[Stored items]
- - - - - - -

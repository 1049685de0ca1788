pub mod config;
pub mod export;
pub mod init;
pub mod list;
pub mod log;
pub mod run;
pub mod summary;
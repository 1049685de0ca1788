//! ANSI colour helpers for terminal output.

use ansi_term::Colour;

pub const RESET: &str = "\x1b[0m";
pub const GREY: &str = "\x1b[90m";
pub const GREEN: &str = "\x1b[32m";

/// Rainbow palette the chart cycles through, red to violet.
const PALETTE: [(u8, u8, u8); 8] = [
    (230, 57, 70),
    (244, 140, 6),
    (250, 199, 16),
    (106, 190, 48),
    (46, 196, 182),
    (52, 152, 219),
    (91, 75, 212),
    (179, 65, 196),
];

pub fn slice_colour(index: usize) -> Colour {
    let (r, g, b) = PALETTE[index % PALETTE.len()];
    Colour::RGB(r, g, b)
}

/// Paint `text` in the slice colour when `enabled`, otherwise return it as is.
pub fn paint_slice(index: usize, text: &str, enabled: bool) -> String {
    if enabled {
        slice_colour(index).paint(text).to_string()
    } else {
        text.to_string()
    }
}

/// Readout colour: green while running, grey when idle.
pub fn color_for_readout(running: bool) -> &'static str {
    if running { GREEN } else { GREY }
}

- - - - - - -

Wherever "index" turns up in the records, copy the whole line.

### Your solution
pub fn slice_colour(index: usize) -> Colour {
    let (r, g, b) = PALETTE[index % PALETTE.len()];
pub fn paint_slice(index: usize, text: &str, enabled: bool) -> String {
        slice_colour(index).paint(text).to_string()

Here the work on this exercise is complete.